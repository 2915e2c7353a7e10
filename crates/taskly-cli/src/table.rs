//! Table rendering for `taskly list`.

use crossterm::style::{Color, Stylize};
use taskly_core::{Status, Task};
use unicode_width::UnicodeWidthStr;

const HEADERS: [&str; 5] = ["ID", "Name", "Project", "Status", "Created At"];
const STATUS_COLUMN: usize = 3;

fn status_color(status: Status) -> Color {
    match status {
        Status::Todo => Color::DarkGrey,
        Status::InProgress => Color::Yellow,
        Status::Done => Color::Green,
    }
}

/// Render tasks as a bordered table. With `color`, headers and status cells
/// carry ANSI styling.
pub fn render_table(tasks: &[Task], color: bool) -> String {
    let rows: Vec<[String; 5]> = tasks
        .iter()
        .map(|task| {
            [
                task.id.to_string(),
                task.name.clone(),
                task.project.clone(),
                task.status.label().to_string(),
                task.created_date(),
            ]
        })
        .collect();

    let mut widths = HEADERS.map(UnicodeWidthStr::width);
    for row in &rows {
        for (width, cell) in widths.iter_mut().zip(row) {
            *width = (*width).max(cell.width());
        }
    }

    let border = |s: String| {
        if color {
            s.with(Color::DarkGrey).to_string()
        } else {
            s
        }
    };
    let rule = |left: &str, mid: &str, right: &str| {
        let segments: Vec<String> = widths.iter().map(|w| "─".repeat(w + 2)).collect();
        border(format!("{left}{}{right}", segments.join(mid)))
    };
    let pipe = border("│".to_string());

    let mut lines = vec![rule("┌", "┬", "┐")];

    let header_cells: Vec<String> = HEADERS
        .iter()
        .zip(widths)
        .map(|(header, width)| {
            let cell = pad(header, width);
            if color {
                cell.bold().magenta().to_string()
            } else {
                cell
            }
        })
        .collect();
    lines.push(join_cells(&header_cells, &pipe));
    lines.push(rule("├", "┼", "┤"));

    for (task, row) in tasks.iter().zip(&rows) {
        let cells: Vec<String> = row
            .iter()
            .zip(widths)
            .enumerate()
            .map(|(index, (cell, width))| {
                let cell = pad(cell, width);
                if color && index == STATUS_COLUMN {
                    cell.with(status_color(task.status)).to_string()
                } else {
                    cell
                }
            })
            .collect();
        lines.push(join_cells(&cells, &pipe));
    }

    lines.push(rule("└", "┴", "┘"));
    lines.join("\n")
}

fn pad(text: &str, width: usize) -> String {
    let fill = width.saturating_sub(text.width());
    format!(" {text}{} ", " ".repeat(fill))
}

fn join_cells(cells: &[String], pipe: &str) -> String {
    format!("{pipe}{}{pipe}", cells.join(pipe))
}

#[cfg(test)]
mod tests {
    use super::*;
    use chrono::{TimeZone, Utc};
    use taskly_core::TaskId;

    fn task(id: u64, name: &str, project: &str, status: Status) -> Task {
        Task {
            id: TaskId(id),
            name: name.to_string(),
            project: project.to_string(),
            status,
            created: Utc.with_ymd_and_hms(2024, 6, 15, 12, 0, 0).unwrap(),
        }
    }

    #[test]
    fn plain_table_layout() {
        let tasks = vec![task(1, "Buy milk", "home", Status::Todo)];
        let date = tasks[0].created_date();

        let expected = [
            "┌────┬──────────┬─────────┬────────┬────────────┐".to_string(),
            "│ ID │ Name     │ Project │ Status │ Created At │".to_string(),
            "├────┼──────────┼─────────┼────────┼────────────┤".to_string(),
            format!("│ 1  │ Buy milk │ home    │ todo   │ {date} │"),
            "└────┴──────────┴─────────┴────────┴────────────┘".to_string(),
        ]
        .join("\n");
        assert_eq!(render_table(&tasks, false), expected);
    }

    #[test]
    fn columns_grow_to_widest_cell() {
        let tasks = vec![
            task(1, "a", "", Status::InProgress),
            task(10, "Prepare quarterly report", "work", Status::Done),
        ];
        let table = render_table(&tasks, false);
        let lines: Vec<&str> = table.lines().collect();

        assert_eq!(lines.len(), 6);
        let width = lines[0].width();
        assert!(lines.iter().all(|line| line.width() == width));
        assert!(lines[3].contains("│ in progress │"));
        assert!(lines[4].contains("│ Prepare quarterly report │"));
    }

    #[test]
    fn wide_characters_are_measured_by_display_width() {
        let tasks = vec![task(1, "日本語", "", Status::Todo)];
        let table = render_table(&tasks, false);
        let widths: Vec<usize> = table.lines().map(UnicodeWidthStr::width).collect();
        assert!(widths.windows(2).all(|pair| pair[0] == pair[1]));
    }

    #[test]
    fn color_output_styles_status_cells() {
        let tasks = vec![task(1, "Ship", "", Status::Done)];
        let table = render_table(&tasks, true);
        assert!(table.contains("\u{1b}["));
        assert!(table.contains("done"));
        assert!(!render_table(&tasks, false).contains("\u{1b}["));
    }
}
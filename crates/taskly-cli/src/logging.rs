//! Tracing subscriber setup for the binary.

use tracing_subscriber::EnvFilter;

/// Crates whose level `-v` raises.
const CRATES: [&str; 4] = ["taskly_core", "taskly_local_db", "taskly_tui", "taskly_cli"];

const DEFAULT_FILTER: &str = "warn";

/// Filter directives for a `-v` count, or `None` to defer to `RUST_LOG`.
pub fn directives(verbosity: u8) -> Option<String> {
    let level = match verbosity {
        0 => return None,
        1 => "debug",
        _ => "trace",
    };
    let crates = CRATES
        .iter()
        .map(|name| format!("{name}={level}"))
        .collect::<Vec<_>>()
        .join(",");
    Some(format!("{DEFAULT_FILTER},{crates}"))
}

/// Install the global subscriber. Logs go to stderr so command output on
/// stdout stays clean.
pub fn init(verbosity: u8) {
    let filter = match directives(verbosity) {
        Some(directives) => EnvFilter::new(directives),
        None => {
            EnvFilter::try_from_default_env().unwrap_or_else(|_| EnvFilter::new(DEFAULT_FILTER))
        }
    };

    tracing_subscriber::fmt()
        .with_env_filter(filter)
        .with_writer(std::io::stderr)
        .with_target(false)
        .init();
}

#[cfg(test)]
mod tests {
    use super::*;

    #[test]
    fn no_flag_defers_to_environment() {
        assert_eq!(directives(0), None);
    }

    #[test]
    fn verbose_flags_raise_taskly_crates() {
        let debug = directives(1).unwrap();
        assert!(debug.starts_with("warn,"));
        assert!(debug.contains("taskly_local_db=debug"));

        let trace = directives(3).unwrap();
        assert!(trace.contains("taskly_tui=trace"));
        assert!(!trace.contains("=debug"));
    }
}
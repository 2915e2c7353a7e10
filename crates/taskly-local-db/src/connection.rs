//! Database connection management.

use crate::schema::DB_FILE_NAME;
use rusqlite::Connection;
use std::path::{Path, PathBuf};
use std::time::Duration;
use tracing::{debug, info, warn};

/// Environment variable that overrides the data directory.
pub const HOME_ENV: &str = "TASKLY_HOME";

/// How long a connection waits on a file locked by another process.
pub const BUSY_TIMEOUT: Duration = Duration::from_secs(5);

const APP_DIR: &str = "taskly";
const FALLBACK_APP_DIR: &str = ".taskly";

/// Pick the data directory from the override, the platform data directory
/// and the home directory, in that order.
///
/// - Linux: `${XDG_DATA_HOME:-~/.local/share}/taskly`
/// - macOS: `~/Library/Application Support/taskly`
/// - Windows: `%APPDATA%\taskly`
/// - elsewhere: `~/.taskly`
pub fn resolve_data_dir(
    override_dir: Option<PathBuf>,
    platform_data_dir: Option<PathBuf>,
    home_dir: Option<PathBuf>,
) -> crate::Result<PathBuf> {
    if let Some(dir) = override_dir.filter(|dir| !dir.as_os_str().is_empty()) {
        return Ok(dir);
    }
    if let Some(dir) = platform_data_dir {
        return Ok(dir.join(APP_DIR));
    }
    home_dir
        .map(|home| home.join(FALLBACK_APP_DIR))
        .ok_or(crate::Error::NoDataDir)
}

/// Create the data directory if it is missing. Safe to call repeatedly.
pub fn ensure_data_dir(path: &Path) -> crate::Result<()> {
    if path.is_dir() {
        return Ok(());
    }

    let mut builder = std::fs::DirBuilder::new();
    builder.recursive(true);
    #[cfg(unix)]
    {
        use std::os::unix::fs::DirBuilderExt;
        builder.mode(0o750);
    }

    builder.create(path).map_err(|source| crate::Error::DataDir {
        path: path.to_path_buf(),
        source,
    })?;
    info!(path = %path.display(), "created data directory");
    Ok(())
}

/// Handle to the task database.
///
/// The connection is released by [`Database::close`] or on drop.
#[derive(Debug)]
pub struct Database {
    connection: Option<Connection>,
}

impl Database {
    /// Get the data directory based on the TASKLY_HOME environment variable or
    /// platform defaults. Nothing is created.
    pub fn data_dir() -> crate::Result<PathBuf> {
        resolve_data_dir(
            std::env::var_os(HOME_ENV).map(PathBuf::from),
            dirs::data_dir(),
            dirs::home_dir(),
        )
    }

    /// Get the default database path. Nothing is created.
    pub fn default_path() -> crate::Result<PathBuf> {
        Ok(Self::data_dir()?.join(DB_FILE_NAME))
    }

    /// Open the database at the default path, creating the data directory
    /// if needed.
    pub fn open_default() -> crate::Result<Self> {
        let dir = Self::data_dir()?;
        ensure_data_dir(&dir)?;
        Self::open(dir.join(DB_FILE_NAME))
    }
}

impl Database {
    /// Open a new database connection at the specified path.
    ///
    /// If the path doesn't exist, the database will be created.
    pub fn open<P: AsRef<Path>>(path: P) -> crate::Result<Self> {
        let path = path.as_ref();
        let open_err = |source| crate::Error::Open {
            path: path.to_path_buf(),
            source,
        };

        let conn = Connection::open(path).map_err(open_err)?;
        // Before any pragma that needs a lock
        conn.busy_timeout(BUSY_TIMEOUT).map_err(open_err)?;
        let journal_mode: String = conn
            .pragma_update_and_check(None, "journal_mode", "WAL", |row| row.get(0))
            .map_err(open_err)?;
        debug!(%journal_mode, "journal mode set");
        Self::initialize(conn, path)
    }

    /// Open an in-memory database for testing.
    pub fn open_in_memory() -> crate::Result<Self> {
        let path = Path::new(":memory:");
        let conn = Connection::open_in_memory().map_err(|source| crate::Error::Open {
            path: path.to_path_buf(),
            source,
        })?;
        Self::initialize(conn, path)
    }

    fn initialize(conn: Connection, path: &Path) -> crate::Result<Self> {
        let open_err = |source| crate::Error::Open {
            path: path.to_path_buf(),
            source,
        };
        conn.pragma_update(None, "foreign_keys", "ON")
            .map_err(open_err)?;

        crate::migrations::MigrationManager::migrate(&conn)?;
        debug!(path = %path.display(), "database opened");

        Ok(Self {
            connection: Some(conn),
        })
    }

    /// Whether the connection is still held.
    pub fn is_open(&self) -> bool {
        self.connection.is_some()
    }

    /// Get a reference to the underlying connection.
    pub fn connection(&self) -> crate::Result<&Connection> {
        self.connection.as_ref().ok_or(crate::Error::NotOpen)
    }

    /// Task operations bound to this database.
    pub fn tasks(&self) -> crate::models::TaskStore<'_> {
        crate::models::TaskStore::new(self)
    }

    /// Release the connection. Closing an already closed database is a no-op.
    pub fn close(&mut self) -> crate::Result<()> {
        let Some(conn) = self.connection.take() else {
            return Ok(());
        };
        conn.close().map_err(|(_conn, source)| {
            warn!(error = %source, "failed to close database");
            crate::Error::database("close database", source)
        })?;
        debug!("database closed");
        Ok(())
    }
}

#[cfg(test)]
mod tests {
    use super::*;

    #[test]
    fn override_wins_over_platform_dirs() {
        let dir = resolve_data_dir(
            Some(PathBuf::from("/custom")),
            Some(PathBuf::from("/data")),
            Some(PathBuf::from("/home/u")),
        )
        .unwrap();
        assert_eq!(dir, PathBuf::from("/custom"));
    }

    #[test]
    fn empty_override_is_ignored() {
        let dir = resolve_data_dir(Some(PathBuf::new()), Some(PathBuf::from("/data")), None)
            .unwrap();
        assert_eq!(dir, PathBuf::from("/data/taskly"));
    }

    #[test]
    fn home_dotdir_is_the_fallback() {
        let dir = resolve_data_dir(None, None, Some(PathBuf::from("/home/u"))).unwrap();
        assert_eq!(dir, PathBuf::from("/home/u/.taskly"));
    }

    #[test]
    fn no_location_is_a_setup_error() {
        let err = resolve_data_dir(None, None, None).unwrap_err();
        assert!(matches!(err, crate::Error::NoDataDir));
    }

    #[test]
    fn close_is_idempotent() {
        let mut db = Database::open_in_memory().unwrap();
        assert!(db.is_open());
        db.close().unwrap();
        assert!(!db.is_open());
        db.close().unwrap();
        assert!(matches!(db.connection(), Err(crate::Error::NotOpen)));
    }
}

++++++

Wherever a line in the data above holds the word "rule", copy that line.

Answer to the problem:
    let rule = |left: &str, mid: &str, right: &str| {
    let mut lines = vec![rule("┌", "┬", "┐")];
    lines.push(rule("├", "┼", "┤"));
    lines.push(rule("└", "┴", "┘"));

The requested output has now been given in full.